**Records supplied:**
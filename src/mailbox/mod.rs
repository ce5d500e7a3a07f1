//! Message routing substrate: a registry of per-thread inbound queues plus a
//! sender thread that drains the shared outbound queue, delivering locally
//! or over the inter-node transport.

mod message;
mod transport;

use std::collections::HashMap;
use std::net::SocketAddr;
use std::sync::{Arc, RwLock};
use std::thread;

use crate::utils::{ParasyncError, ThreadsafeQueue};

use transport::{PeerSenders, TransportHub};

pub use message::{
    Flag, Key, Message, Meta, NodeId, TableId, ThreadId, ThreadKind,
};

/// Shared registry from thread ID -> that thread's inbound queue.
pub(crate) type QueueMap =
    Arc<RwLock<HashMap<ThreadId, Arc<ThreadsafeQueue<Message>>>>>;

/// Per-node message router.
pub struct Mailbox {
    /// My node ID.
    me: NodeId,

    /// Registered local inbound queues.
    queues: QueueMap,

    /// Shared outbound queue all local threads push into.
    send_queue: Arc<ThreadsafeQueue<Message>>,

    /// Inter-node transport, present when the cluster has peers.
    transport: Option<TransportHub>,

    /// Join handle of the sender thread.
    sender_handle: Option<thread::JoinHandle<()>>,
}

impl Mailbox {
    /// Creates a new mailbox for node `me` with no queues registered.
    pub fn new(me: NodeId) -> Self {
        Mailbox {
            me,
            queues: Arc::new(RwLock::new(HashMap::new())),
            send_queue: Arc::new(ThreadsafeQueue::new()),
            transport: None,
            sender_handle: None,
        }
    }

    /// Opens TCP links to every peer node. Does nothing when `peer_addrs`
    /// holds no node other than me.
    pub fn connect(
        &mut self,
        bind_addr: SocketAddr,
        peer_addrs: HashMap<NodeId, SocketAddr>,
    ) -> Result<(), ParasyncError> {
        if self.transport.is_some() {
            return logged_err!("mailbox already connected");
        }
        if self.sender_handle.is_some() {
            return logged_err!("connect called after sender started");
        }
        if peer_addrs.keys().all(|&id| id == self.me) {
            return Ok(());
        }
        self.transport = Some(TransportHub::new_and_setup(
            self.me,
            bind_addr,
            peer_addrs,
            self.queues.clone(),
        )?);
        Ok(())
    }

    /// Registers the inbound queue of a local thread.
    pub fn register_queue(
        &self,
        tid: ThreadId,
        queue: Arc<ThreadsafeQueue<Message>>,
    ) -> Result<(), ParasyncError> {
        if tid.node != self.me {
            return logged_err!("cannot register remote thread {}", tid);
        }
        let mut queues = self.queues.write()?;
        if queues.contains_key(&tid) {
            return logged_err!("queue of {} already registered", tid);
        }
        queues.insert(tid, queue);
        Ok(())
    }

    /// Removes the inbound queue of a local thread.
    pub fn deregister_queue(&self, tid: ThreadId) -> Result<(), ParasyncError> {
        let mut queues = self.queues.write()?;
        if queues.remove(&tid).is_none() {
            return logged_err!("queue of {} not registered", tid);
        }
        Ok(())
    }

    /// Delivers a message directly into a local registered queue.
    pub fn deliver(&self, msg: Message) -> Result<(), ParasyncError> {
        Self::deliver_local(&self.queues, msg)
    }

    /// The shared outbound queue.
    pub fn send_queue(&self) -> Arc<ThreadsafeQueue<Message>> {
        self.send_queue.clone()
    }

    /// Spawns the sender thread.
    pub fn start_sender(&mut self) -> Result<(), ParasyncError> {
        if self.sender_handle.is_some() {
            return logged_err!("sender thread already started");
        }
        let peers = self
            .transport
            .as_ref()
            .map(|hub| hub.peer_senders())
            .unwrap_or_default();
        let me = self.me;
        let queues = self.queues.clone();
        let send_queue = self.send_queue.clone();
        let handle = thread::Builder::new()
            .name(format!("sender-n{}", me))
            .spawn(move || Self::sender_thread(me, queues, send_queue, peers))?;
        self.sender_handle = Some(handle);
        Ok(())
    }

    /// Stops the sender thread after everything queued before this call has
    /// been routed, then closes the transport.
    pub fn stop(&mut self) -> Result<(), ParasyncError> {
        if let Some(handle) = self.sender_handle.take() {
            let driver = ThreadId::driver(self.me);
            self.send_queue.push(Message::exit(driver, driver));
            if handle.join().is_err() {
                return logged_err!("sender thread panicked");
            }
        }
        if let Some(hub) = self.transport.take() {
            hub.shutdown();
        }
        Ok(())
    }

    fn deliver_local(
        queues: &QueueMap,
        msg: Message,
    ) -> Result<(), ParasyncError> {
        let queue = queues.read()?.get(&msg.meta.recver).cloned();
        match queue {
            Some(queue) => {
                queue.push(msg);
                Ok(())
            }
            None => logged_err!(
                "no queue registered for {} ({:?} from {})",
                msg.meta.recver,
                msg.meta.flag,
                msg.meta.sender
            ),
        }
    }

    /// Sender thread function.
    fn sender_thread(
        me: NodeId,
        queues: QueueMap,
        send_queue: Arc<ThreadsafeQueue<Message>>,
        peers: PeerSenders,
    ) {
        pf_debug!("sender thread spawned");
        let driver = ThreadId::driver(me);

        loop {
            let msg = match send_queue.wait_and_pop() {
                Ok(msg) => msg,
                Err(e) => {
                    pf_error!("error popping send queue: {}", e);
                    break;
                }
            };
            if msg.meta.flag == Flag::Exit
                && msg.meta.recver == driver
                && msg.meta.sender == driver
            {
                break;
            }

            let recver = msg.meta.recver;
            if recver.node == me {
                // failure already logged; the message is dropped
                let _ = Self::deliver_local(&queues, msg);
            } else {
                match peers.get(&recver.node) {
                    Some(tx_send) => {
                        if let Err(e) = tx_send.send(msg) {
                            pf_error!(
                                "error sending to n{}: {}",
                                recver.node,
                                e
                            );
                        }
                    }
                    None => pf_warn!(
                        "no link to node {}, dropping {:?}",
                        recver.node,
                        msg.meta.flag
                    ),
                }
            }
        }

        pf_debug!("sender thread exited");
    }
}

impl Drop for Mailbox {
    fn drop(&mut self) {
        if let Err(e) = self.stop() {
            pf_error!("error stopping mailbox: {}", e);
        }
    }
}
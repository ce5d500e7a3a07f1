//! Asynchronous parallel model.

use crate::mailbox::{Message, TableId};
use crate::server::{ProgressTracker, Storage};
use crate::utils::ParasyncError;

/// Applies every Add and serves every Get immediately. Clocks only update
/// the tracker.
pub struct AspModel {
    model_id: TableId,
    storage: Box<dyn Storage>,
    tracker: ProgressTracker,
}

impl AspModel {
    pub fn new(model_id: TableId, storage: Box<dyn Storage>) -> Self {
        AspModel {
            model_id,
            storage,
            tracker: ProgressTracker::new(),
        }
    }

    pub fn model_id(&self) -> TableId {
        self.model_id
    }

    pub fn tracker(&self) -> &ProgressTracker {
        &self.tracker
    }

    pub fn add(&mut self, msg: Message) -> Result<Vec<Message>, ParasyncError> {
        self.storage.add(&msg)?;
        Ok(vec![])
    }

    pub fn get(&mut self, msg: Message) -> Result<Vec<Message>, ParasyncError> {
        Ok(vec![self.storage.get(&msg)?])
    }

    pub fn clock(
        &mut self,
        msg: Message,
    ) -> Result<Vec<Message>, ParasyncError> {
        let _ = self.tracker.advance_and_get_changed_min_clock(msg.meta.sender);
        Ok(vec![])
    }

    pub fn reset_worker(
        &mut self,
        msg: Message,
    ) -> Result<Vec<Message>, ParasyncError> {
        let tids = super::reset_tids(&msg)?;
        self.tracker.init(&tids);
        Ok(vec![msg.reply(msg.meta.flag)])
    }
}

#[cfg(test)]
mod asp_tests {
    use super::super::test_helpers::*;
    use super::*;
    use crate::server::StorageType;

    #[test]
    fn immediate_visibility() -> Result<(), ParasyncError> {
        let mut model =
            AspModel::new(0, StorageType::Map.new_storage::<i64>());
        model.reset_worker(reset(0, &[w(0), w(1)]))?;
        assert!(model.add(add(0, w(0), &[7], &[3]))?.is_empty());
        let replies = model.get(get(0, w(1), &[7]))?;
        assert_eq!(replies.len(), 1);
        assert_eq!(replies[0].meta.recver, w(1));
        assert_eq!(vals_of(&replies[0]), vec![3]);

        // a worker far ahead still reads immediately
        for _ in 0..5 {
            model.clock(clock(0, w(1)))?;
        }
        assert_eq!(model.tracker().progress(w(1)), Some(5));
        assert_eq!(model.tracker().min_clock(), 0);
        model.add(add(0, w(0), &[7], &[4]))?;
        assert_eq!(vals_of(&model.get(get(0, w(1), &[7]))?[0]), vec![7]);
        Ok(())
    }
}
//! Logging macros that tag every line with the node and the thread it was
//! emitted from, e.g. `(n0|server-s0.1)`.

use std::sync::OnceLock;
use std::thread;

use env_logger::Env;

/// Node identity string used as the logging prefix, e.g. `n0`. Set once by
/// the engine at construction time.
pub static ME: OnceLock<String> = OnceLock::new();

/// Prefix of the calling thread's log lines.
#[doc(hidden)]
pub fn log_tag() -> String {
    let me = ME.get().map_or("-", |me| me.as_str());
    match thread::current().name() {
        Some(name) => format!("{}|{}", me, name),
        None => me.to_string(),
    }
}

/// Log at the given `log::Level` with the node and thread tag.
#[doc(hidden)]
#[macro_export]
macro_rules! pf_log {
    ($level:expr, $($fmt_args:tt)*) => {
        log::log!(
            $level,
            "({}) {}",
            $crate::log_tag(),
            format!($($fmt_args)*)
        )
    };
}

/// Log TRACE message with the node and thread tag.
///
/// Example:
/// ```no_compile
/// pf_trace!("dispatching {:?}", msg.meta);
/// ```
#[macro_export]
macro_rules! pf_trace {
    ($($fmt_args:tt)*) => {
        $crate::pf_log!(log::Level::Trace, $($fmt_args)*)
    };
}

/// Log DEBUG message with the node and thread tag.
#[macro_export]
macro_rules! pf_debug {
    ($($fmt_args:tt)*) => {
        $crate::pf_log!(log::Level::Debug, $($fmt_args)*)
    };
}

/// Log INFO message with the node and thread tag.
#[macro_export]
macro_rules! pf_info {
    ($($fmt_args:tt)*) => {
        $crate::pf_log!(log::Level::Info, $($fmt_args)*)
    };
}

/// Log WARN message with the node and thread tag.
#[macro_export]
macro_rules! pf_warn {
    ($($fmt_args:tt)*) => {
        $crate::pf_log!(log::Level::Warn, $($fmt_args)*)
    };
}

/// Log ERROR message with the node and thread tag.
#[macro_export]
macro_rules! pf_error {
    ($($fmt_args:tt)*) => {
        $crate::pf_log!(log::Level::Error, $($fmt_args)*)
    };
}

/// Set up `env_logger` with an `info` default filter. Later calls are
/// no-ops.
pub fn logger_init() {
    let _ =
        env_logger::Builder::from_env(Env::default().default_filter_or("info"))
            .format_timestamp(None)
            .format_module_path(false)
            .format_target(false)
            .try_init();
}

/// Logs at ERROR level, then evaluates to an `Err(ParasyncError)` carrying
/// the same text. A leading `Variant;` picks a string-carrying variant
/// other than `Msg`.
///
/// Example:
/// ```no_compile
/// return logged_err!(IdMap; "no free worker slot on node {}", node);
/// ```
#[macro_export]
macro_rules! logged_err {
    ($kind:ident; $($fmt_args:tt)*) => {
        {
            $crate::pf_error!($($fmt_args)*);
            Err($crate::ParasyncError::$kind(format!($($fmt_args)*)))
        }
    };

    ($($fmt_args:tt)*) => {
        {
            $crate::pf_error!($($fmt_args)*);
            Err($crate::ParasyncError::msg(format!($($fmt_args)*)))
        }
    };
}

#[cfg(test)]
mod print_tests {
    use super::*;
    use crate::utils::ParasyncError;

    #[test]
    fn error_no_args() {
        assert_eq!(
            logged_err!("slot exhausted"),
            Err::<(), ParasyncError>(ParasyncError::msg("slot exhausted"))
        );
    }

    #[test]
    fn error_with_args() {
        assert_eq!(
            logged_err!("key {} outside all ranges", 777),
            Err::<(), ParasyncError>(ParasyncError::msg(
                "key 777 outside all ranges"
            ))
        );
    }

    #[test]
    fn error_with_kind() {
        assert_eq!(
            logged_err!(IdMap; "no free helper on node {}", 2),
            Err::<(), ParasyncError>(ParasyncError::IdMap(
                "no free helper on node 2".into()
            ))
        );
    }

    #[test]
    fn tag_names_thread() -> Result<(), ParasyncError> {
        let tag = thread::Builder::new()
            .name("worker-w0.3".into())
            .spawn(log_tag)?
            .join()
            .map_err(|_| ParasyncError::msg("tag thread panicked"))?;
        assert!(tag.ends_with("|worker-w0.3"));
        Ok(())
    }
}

**Assigned task:**
Find "let msg = match" in the entries above and copy that whole line exactly, then each line after it through the line that contains "self.storage.add(&msg)?;".

**Response:**
            let msg = match send_queue.wait_and_pop() {
                Ok(msg) => msg,
                Err(e) => {
                    pf_error!("error popping send queue: {}", e);
                    break;
                }
            };
            if msg.meta.flag == Flag::Exit
                && msg.meta.recver == driver
                && msg.meta.sender == driver
            {
                break;
            }

            let recver = msg.meta.recver;
            if recver.node == me {
                // failure already logged; the message is dropped
                let _ = Self::deliver_local(&queues, msg);
            } else {
                match peers.get(&recver.node) {
                    Some(tx_send) => {
                        if let Err(e) = tx_send.send(msg) {
                            pf_error!(
                                "error sending to n{}: {}",
                                recver.node,
                                e
                            );
                        }
                    }
                    None => pf_warn!(
                        "no link to node {}, dropping {:?}",
                        recver.node,
                        msg.meta.flag
                    ),
                }
            }
        }

        pf_debug!("sender thread exited");
    }
}

impl Drop for Mailbox {
    fn drop(&mut self) {
        if let Err(e) = self.stop() {
            pf_error!("error stopping mailbox: {}", e);
        }
    }
}
repository ce5d500e7a3a07f1
//! Asynchronous parallel model.

use crate::mailbox::{Message, TableId};
use crate::server::{ProgressTracker, Storage};
use crate::utils::ParasyncError;

/// Applies every Add and serves every Get immediately. Clocks only update
/// the tracker.
pub struct AspModel {
    model_id: TableId,
    storage: Box<dyn Storage>,
    tracker: ProgressTracker,
}

impl AspModel {
    pub fn new(model_id: TableId, storage: Box<dyn Storage>) -> Self {
        AspModel {
            model_id,
            storage,
            tracker: ProgressTracker::new(),
        }
    }

    pub fn model_id(&self) -> TableId {
        self.model_id
    }

    pub fn tracker(&self) -> &ProgressTracker {
        &self.tracker
    }

    pub fn add(&mut self, msg: Message) -> Result<Vec<Message>, ParasyncError> {
        self.storage.add(&msg)?;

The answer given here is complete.